Exercise requirements –
The answer must be the data, repeated exactly.

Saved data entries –
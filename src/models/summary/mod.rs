//! Condensed summaries of issues and issue groups
//!
//! Summaries drop remediation detail and long lists; the details tools return
//! the full payloads.

mod common;
mod group;
mod issue;

pub use group::IssueGroupSummary;
pub use issue::IssueSummary;
//! Pagination and filter parameters for API requests
//!
//! Builds the query strings of the list endpoints. Multi-value filters are
//! emitted as repeated keys (`filter_severities=critical&filter_severities=high`).

use super::models::{IssueType, ResourceId, Severity};

/// Page size used when walking every repository.
/// A page shorter than this marks the end of the data.
pub const REPOSITORY_PAGE_SIZE: usize = 100;

/// Pagination parameters for API requests.
///
/// # Example
/// ```ignore
/// let params = PaginationParams::new().page(2).per_page(50);
/// ```
#[derive(Debug, Clone, Copy, PartialEq, Eq)]
pub struct PaginationParams {
    /// Page number (0-indexed)
    pub page: usize,
    /// Number of items per page
    pub per_page: usize,
}

impl Default for PaginationParams {
    fn default() -> Self {
        Self {
            page: 0,
            per_page: REPOSITORY_PAGE_SIZE,
        }
    }
}

impl PaginationParams {
    /// Create new pagination params with defaults (page 0, 100 per page).
    pub fn new() -> Self {
        Self::default()
    }

    /// Set the page number.
    pub fn page(mut self, page: usize) -> Self {
        self.page = page;
        self
    }

    /// Set the page size.
    pub fn per_page(mut self, per_page: usize) -> Self {
        self.per_page = per_page;
        self
    }

    /// Convert to query string parameters.
    pub fn to_query_params(&self) -> Vec<(&'static str, String)> {
        vec![
            ("page", self.page.to_string()),
            ("per_page", self.per_page.to_string()),
        ]
    }
}

/// Filters for `GET /public/v1/issues/export`.
#[derive(Debug, Clone, Default)]
pub struct IssueFilterParams {
    pub pagination: PaginationParams,
    /// Restrict to one code repository
    pub repo_id: Option<ResourceId>,
    pub severities: Vec<Severity>,
    pub issue_types: Vec<IssueType>,
}

impl IssueFilterParams {
    pub fn new(pagination: PaginationParams) -> Self {
        Self {
            pagination,
            ..Default::default()
        }
    }

    pub fn repo_id(mut self, repo_id: Option<ResourceId>) -> Self {
        self.repo_id = repo_id;
        self
    }

    pub fn severities(mut self, severities: Vec<Severity>) -> Self {
        self.severities = severities;
        self
    }

    pub fn issue_types(mut self, issue_types: Vec<IssueType>) -> Self {
        self.issue_types = issue_types;
        self
    }

    /// Convert to query string parameters.
    ///
    /// Uses Aikido API parameter names:
    /// - `filter_code_repo_id`: single repository id
    /// - `filter_severities`: repeated once per severity
    /// - `filter_issue_type`: repeated once per issue type
    pub fn to_query_params(&self) -> Vec<(&'static str, String)> {
        let mut params = self.pagination.to_query_params();

        if let Some(ref repo_id) = self.repo_id {
            params.push(("filter_code_repo_id", repo_id.to_string()));
        }

        for severity in &self.severities {
            params.push(("filter_severities", severity.as_str().to_string()));
        }

        for issue_type in &self.issue_types {
            params.push(("filter_issue_type", issue_type.as_str().to_string()));
        }

        params
    }
}

/// Filters for `GET /public/v1/open-issue-groups`.
#[derive(Debug, Clone, Default)]
pub struct IssueGroupFilterParams {
    pub pagination: PaginationParams,
    pub repo_id: Option<ResourceId>,
    pub severities: Vec<Severity>,
}

impl IssueGroupFilterParams {
    pub fn new(pagination: PaginationParams) -> Self {
        Self {
            pagination,
            ..Default::default()
        }
    }

    pub fn repo_id(mut self, repo_id: Option<ResourceId>) -> Self {
        self.repo_id = repo_id;
        self
    }

    pub fn severities(mut self, severities: Vec<Severity>) -> Self {
        self.severities = severities;
        self
    }

    /// Convert to query string parameters.
    pub fn to_query_params(&self) -> Vec<(&'static str, String)> {
        let mut params = self.pagination.to_query_params();

        if let Some(ref repo_id) = self.repo_id {
            params.push(("filter_code_repo_id", repo_id.to_string()));
        }

        for severity in &self.severities {
            params.push(("filter_severities", severity.as_str().to_string()));
        }

        params
    }
}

Response for this exercise –
filename src/models/summary/mod.rs
//! Condensed summaries of issues and issue groups
//!
//! Summaries drop remediation detail and long lists; the details tools return
//! the full payloads.

mod common;
mod group;
mod issue;

pub use group::IssueGroupSummary;
pub use issue::IssueSummary;
//! Pagination and filter parameters for API requests
//!
//! Builds the query strings of the list endpoints. Multi-value filters are
//! emitted as repeated keys (`filter_severities=critical&filter_severities=high`).

use super::models::{IssueType, ResourceId, Severity};

/// Page size used when walking every repository.
/// A page shorter than this marks the end of the data.
pub const REPOSITORY_PAGE_SIZE: usize = 100;

/// Pagination parameters for API requests.
///
/// # Example
/// ```ignore
/// let params = PaginationParams::new().page(2).per_page(50);
/// ```
#[derive(Debug, Clone, Copy, PartialEq, Eq)]
pub struct PaginationParams {
    /// Page number (0-indexed)
    pub page: usize,
    /// Number of items per page
    pub per_page: usize,
}

impl Default for PaginationParams {
    fn default() -> Self {
        Self {
            page: 0,
            per_page: REPOSITORY_PAGE_SIZE,
        }
    }
}

impl PaginationParams {
    /// Create new pagination params with defaults (page 0, 100 per page).
    pub fn new() -> Self {
        Self::default()
    }

    /// Set the page number.
    pub fn page(mut self, page: usize) -> Self {
        self.page = page;
        self
    }

    /// Set the page size.
    pub fn per_page(mut self, per_page: usize) -> Self {
        self.per_page = per_page;
        self
    }

    /// Convert to query string parameters.
    pub fn to_query_params(&self) -> Vec<(&'static str, String)> {
        vec![
            ("page", self.page.to_string()),
            ("per_page", self.per_page.to_string()),
        ]
    }
}

/// Filters for `GET /public/v1/issues/export`.
#[derive(Debug, Clone, Default)]
pub struct IssueFilterParams {
    pub pagination: PaginationParams,
    /// Restrict to one code repository
    pub repo_id: Option<ResourceId>,
    pub severities: Vec<Severity>,
    pub issue_types: Vec<IssueType>,
}

impl IssueFilterParams {
    pub fn new(pagination: PaginationParams) -> Self {
        Self {
            pagination,
            ..Default::default()
        }
    }

    pub fn repo_id(mut self, repo_id: Option<ResourceId>) -> Self {
        self.repo_id = repo_id;
        self
    }

    pub fn severities(mut self, severities: Vec<Severity>) -> Self {
        self.severities = severities;
        self
    }

    pub fn issue_types(mut self, issue_types: Vec<IssueType>) -> Self {
        self.issue_types = issue_types;
        self
    }

    /// Convert to query string parameters.
    ///
    /// Uses Aikido API parameter names:
    /// - `filter_code_repo_id`: single repository id
    /// - `filter_severities`: repeated once per severity
    /// - `filter_issue_type`: repeated once per issue type
    pub fn to_query_params(&self) -> Vec<(&'static str, String)> {
        let mut params = self.pagination.to_query_params();

        if let Some(ref repo_id) = self.repo_id {
            params.push(("filter_code_repo_id", repo_id.to_string()));
        }

        for severity in &self.severities {
            params.push(("filter_severities", severity.as_str().to_string()));
        }

        for issue_type in &self.issue_types {
            params.push(("filter_issue_type", issue_type.as_str().to_string()));
        }

        params
    }
}

/// Filters for `GET /public/v1/open-issue-groups`.
#[derive(Debug, Clone, Default)]
pub struct IssueGroupFilterParams {
    pub pagination: PaginationParams,
    pub repo_id: Option<ResourceId>,
    pub severities: Vec<Severity>,
}

impl IssueGroupFilterParams {
    pub fn new(pagination: PaginationParams) -> Self {
        Self {
            pagination,
            ..Default::default()
        }
    }

    pub fn repo_id(mut self, repo_id: Option<ResourceId>) -> Self {
        self.repo_id = repo_id;
        self
    }

    pub fn severities(mut self, severities: Vec<Severity>) -> Self {
        self.severities = severities;
        self
    }

    /// Convert to query string parameters.
    pub fn to_query_params(&self) -> Vec<(&'static str, String)> {
        let mut params = self.pagination.to_query_params();

        if let Some(ref repo_id) = self.repo_id {
            params.push(("filter_code_repo_id", repo_id.to_string()));
        }

        for severity in &self.severities {
            params.push(("filter_severities", severity.as_str().to_string()));
        }

        params
    }
}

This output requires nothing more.